Is that sell-side legal advisor comfortable with responding to due diligence issues raised by a buyer, tightening up vague representation language, and adding limits and procedures to indemnification provisions? Attorneys regularly practicing in the M&A world have a good feel for what should, and should not, be present in typical transaction documents.
Third, what about the appropriate deal “mindset”? Transaction work involves two willing parties who are trying to find reasons to come together and close a deal, not engage in a contest to find a clear winner and loser. If your attorney is regularly engaged in an adversarial arena, it can be very challenging to switch gears. Obviously, you want your attorney to protect you, but not necessarily at the expense of the entire transaction (outside of unreasonable risk). The appropriate “mindset” should be focused on “win/win,” not “win/lose,” and on finding a compromise within the right circumstances. Transaction work is not the right place for an overly-aggressive attorney simply to add another notch to a belt.
Fourth, does your law firm’s resources fit the needs of your particular transaction? A small firm with limited resources and counsel occupied with many commitments can easily slow down the pace. Without constant attention, consistent dialogue, and a proactive approach, deals can lose momentum, resulting in deal fatigue. However, too much in the way of resources can also produce challenges. Larger firms working on smaller deals often, and necessarily, use less experienced counsel given billing rate considerations. However, less experience results in the market perception issue described earlier. Also, if that larger firm normally works on sizeable transactions, can it “moderate” that experience within a smaller transaction? If not, you risk over-lawyering and an attempt at protection that overwhelms and drowns out the underlying business transaction. I recall a transaction some years back where buyer’s counsel was experienced in M&A, but with at least a fair portion of that experience in deals whose size far exceeded the deal at hand (at least as indicated by counsel’s website biography). That formidable experience showed in the 60+ page purchase agreement that arrived for a deal slightly larger than $10 million, but unfortunately, was also one of the factors that arguably helped to capsize the transaction.
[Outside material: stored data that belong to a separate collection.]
//! Nearest-history start-time estimate.
//!
//! No learned state: the two recorded warm-ups closest to today's conditions
//! (L1 distance over outdoor and zone temperature) are blended by inverse
//! distance.

use crate::config::InterpolationCfg;
use crate::error::ConfigError;
use crate::estimator::HistoricalObservation;

#[derive(Debug, Clone, Copy, PartialEq)]
pub struct NearestHistoryEstimator {
    cfg: InterpolationCfg,
}

impl NearestHistoryEstimator {
    pub fn new(cfg: InterpolationCfg) -> Result<Self, ConfigError> {
        for (name, v) in [
            ("default minutes", cfg.default_minutes),
            ("late start limit", cfg.low_minutes),
            ("early start limit", cfg.high_minutes),
        ] {
            if !v.is_finite() {
                return Err(ConfigError::NonFinite(name));
            }
        }
        if cfg.low_minutes > cfg.high_minutes {
            return Err(ConfigError::InvertedStartLimits {
                low: cfg.low_minutes,
                high: cfg.high_minutes,
            });
        }
        Ok(Self { cfg })
    }

    pub fn cfg(&self) -> &InterpolationCfg {
        &self.cfg
    }

    /// Minutes before occupancy, clamped to the start limits.
    ///
    /// Observations with non-finite fields are ignored.
    pub fn estimate(&self, history: &[HistoricalObservation], zone_temp: f64, outdoor_temp: f64) -> f64 {
        let mut ranked: Vec<(f64, f64)> = history
            .iter()
            .filter(|o| {
                o.zone_temp.is_finite() && o.outdoor_temp.is_finite() && o.duration_min.is_finite()
            })
            .map(|o| {
                let distance = (outdoor_temp - o.outdoor_temp).abs() + (zone_temp - o.zone_temp).abs();
                (distance, o.duration_min)
            })
            .filter(|(distance, _)| distance.is_finite())
            .collect();
        ranked.sort_by(|x, y| x.0.total_cmp(&y.0).then(x.1.total_cmp(&y.1)));

        let minutes = match ranked.as_slice() {
            [] => self.cfg.default_minutes,
            [(_, only)] => *only,
            [(d1, m1), (d2, m2), ..] => {
                let w1 = if *d1 == 0.0 { 1.0 } else { 1.0 / d1 };
                let w2 = if *d2 == 0.0 { 1.0 } else { 1.0 / d2 };
                ((m1 * w1 + m2 * w2) / (w1 + w2)).round_ties_even()
            }
        };
        tracing::debug!(candidates = ranked.len(), minutes, "interpolated start");
        self.cfg.low_minutes.max(minutes.min(self.cfg.high_minutes))
    }
}
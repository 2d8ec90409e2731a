//! The trim-and-respond setpoint controller.
//!
//! One cycle: count requests among the readings, look up the ceiling for the
//! cycle's condition, move the setpoint by a single bounded step and clamp it
//! into `[min, effective_max]`. Pressure and temperature loops are the same
//! controller with different step signs and ceilings.

use setpoint_traits::Snapshot;

use crate::bound::Ceiling;
use crate::config::TrimRespondCfg;
use crate::request::RequestCounter;
use crate::status::{CycleReport, CycleStatus};

#[derive(Debug, Clone, Copy, PartialEq)]
pub struct ControlState {
    pub current_setpoint: f64,
    pub active: bool,
}

#[derive(Debug, Clone, Copy, PartialEq, Eq)]
pub enum Direction {
    Increase,
    /// Also used for a zero adjustment.
    Decrease,
}

impl Direction {
    pub fn as_str(self) -> &'static str {
        match self {
            Self::Increase => "increase",
            Self::Decrease => "decrease",
        }
    }
}

impl std::fmt::Display for Direction {
    fn fmt(&self, f: &mut std::fmt::Formatter<'_>) -> std::fmt::Result {
        f.write_str(self.as_str())
    }
}

#[derive(Debug, Clone, Copy, PartialEq)]
pub struct AdjustmentResult {
    pub previous_setpoint: f64,
    pub new_setpoint: f64,
    /// Step after the magnitude cap, before clamping to the bounds.
    pub adjustment: f64,
    pub direction: Direction,
}

/// Apply one trim-or-respond step to `state` and return what happened.
///
/// The step is capped at `cfg.max_step` in either direction, then the result
/// is clamped to `[min, effective_max]`. If the ceiling has dropped below the
/// current setpoint the clamp wins, so that single cycle may move further
/// than `max_step`. When `min > effective_max`, `min` wins.
pub fn apply_step(
    state: &mut ControlState,
    request_count: usize,
    cfg: &TrimRespondCfg,
    min: f64,
    effective_max: f64,
) -> AdjustmentResult {
    #[allow(clippy::cast_precision_loss)]
    let raw = if request_count == 0 {
        cfg.trim_step
    } else {
        cfg.respond_step * request_count as f64
    };
    let adjustment = if raw > 0.0 {
        raw.min(cfg.max_step)
    } else if raw < 0.0 {
        raw.max(-cfg.max_step)
    } else {
        raw
    };

    let previous_setpoint = state.current_setpoint;
    let new_setpoint = (previous_setpoint + adjustment).min(effective_max).max(min);
    let direction = if adjustment > 0.0 {
        Direction::Increase
    } else {
        Direction::Decrease
    };

    state.current_setpoint = new_setpoint;
    AdjustmentResult {
        previous_setpoint,
        new_setpoint,
        adjustment,
        direction,
    }
}

/// A configured loop. Build with [`crate::ControllerBuilder`] or from a
/// `setpoint_config::LoopCfg` via `TryFrom`.
#[derive(Debug, Clone)]
pub struct TrimRespondController {
    pub(crate) state: ControlState,
    pub(crate) cfg: TrimRespondCfg,
    pub(crate) min: f64,
    pub(crate) ceiling: Ceiling,
    pub(crate) counter: RequestCounter,
}

impl TrimRespondController {
    pub fn builder() -> crate::builder::ControllerBuilder {
        crate::builder::ControllerBuilder::default()
    }

    pub fn state(&self) -> ControlState {
        self.state
    }

    pub fn setpoint(&self) -> f64 {
        self.state.current_setpoint
    }

    pub fn cfg(&self) -> &TrimRespondCfg {
        &self.cfg
    }

    pub fn min(&self) -> f64 {
        self.min
    }

    pub fn ceiling(&self) -> &Ceiling {
        &self.ceiling
    }

    pub fn is_active(&self) -> bool {
        self.state.active
    }

    pub fn activate(&mut self) {
        if !self.state.active {
            tracing::info!(
                setpoint = self.state.current_setpoint,
                ignore_count = self.counter.ignore_count(),
                high_threshold = self.counter.high_threshold(),
                "controller activated"
            );
        }
        self.state.active = true;
    }

    pub fn deactivate(&mut self) {
        if self.state.active {
            tracing::info!(setpoint = self.state.current_setpoint, "controller deactivated");
        }
        self.state.active = false;
    }

    pub fn effective_max(&self, condition: Option<f64>) -> f64 {
        self.ceiling.effective_max(condition)
    }

    /// Step with an externally computed request count and ceiling.
    pub fn step(&mut self, request_count: usize, effective_max: f64) -> AdjustmentResult {
        apply_step(
            &mut self.state,
            request_count,
            &self.cfg,
            self.min,
            effective_max,
        )
    }

    /// Run a full cycle over one snapshot. Inactive controllers do nothing.
    pub fn cycle(&mut self, snapshot: &Snapshot) -> CycleStatus {
        if !self.state.active {
            return CycleStatus::Idle;
        }
        let tally = self.counter.count(&snapshot.readings);
        if tally.discarded > 0 {
            tracing::warn!(discarded = tally.discarded, "non-finite readings dropped");
        }
        let effective_max = self.ceiling.effective_max(snapshot.condition);
        let adjustment = self.step(tally.request_count, effective_max);
        tracing::debug!(
            requests = tally.request_count,
            ignored = ?tally.ignored,
            max_remaining = ?tally.max_remaining,
            condition = ?snapshot.condition,
            effective_max,
            setpoint = adjustment.new_setpoint,
            direction = %adjustment.direction,
            "cycle"
        );
        CycleStatus::Adjusted(CycleReport {
            tally,
            condition: snapshot.condition,
            effective_max,
            adjustment,
        })
    }
}
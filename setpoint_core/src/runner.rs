//! Synchronous driver: a fixed number of cycles, no timers.
//!
//! Used for replaying recorded snapshots and in tests where the scheduled
//! loop's pacing would only get in the way.

use setpoint_traits::ReadingSource;

use crate::controller::TrimRespondController;
use crate::error::ResetError;
use crate::scheduler::CycleEvent;
use crate::status::CycleStatus;

/// Activate `controller` and run up to `n` cycles back to back.
///
/// Stops early once `source` reports exhaustion. Source faults are recorded
/// in the returned events and do not end the run.
pub fn run_cycles<S>(controller: &mut TrimRespondController, source: &mut S, n: u64) -> Vec<CycleEvent>
where
    S: ReadingSource + ?Sized,
{
    controller.activate();
    let mut events = Vec::new();
    for cycle in 1..=n {
        if source.is_exhausted() {
            tracing::debug!(cycle, "reading source exhausted");
            break;
        }
        let outcome = match source.sample() {
            Ok(snapshot) => match controller.cycle(&snapshot) {
                CycleStatus::Adjusted(report) => Ok(report),
                CycleStatus::Idle => Err(ResetError::State("controller inactive".into())),
            },
            Err(e) => {
                tracing::warn!(cycle, error = %e, "reading source failed; cycle skipped");
                Err(ResetError::Source(e.to_string()))
            }
        };
        events.push(CycleEvent { cycle, outcome });
    }
    events
}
I cannot stress enough the adverse impact that poor advisor choice can have on a transaction – and add that you should also consider poor advisor choice by the other party in your transaction when choosing the right deal for you. One obvious adverse impact is that the parties will pay additional and unnecessary legal fees. Even more importantly, however, is the lost opportunity cost of buyers who become disenchanted with the process, and the consequences for a seller who ends up waiting just a bit too long given an ill-fitting advisor. If, while waiting, that seller suffers a major customer loss or a sudden industry downturn, or a serious health issue, the seller may well find that the window of opportunity has permanently closed. With many companies valued in the millions of dollars and the product of years of dedicated time, talent and resources, the impact can be devastating.
In the end, a buyer or seller should treat the choice of a legal advisor as a key factor for success in a transaction and carefully consider engaging a legal professional who has focused his or her practice in M&A transactions in a size range comparable to the deal at hand.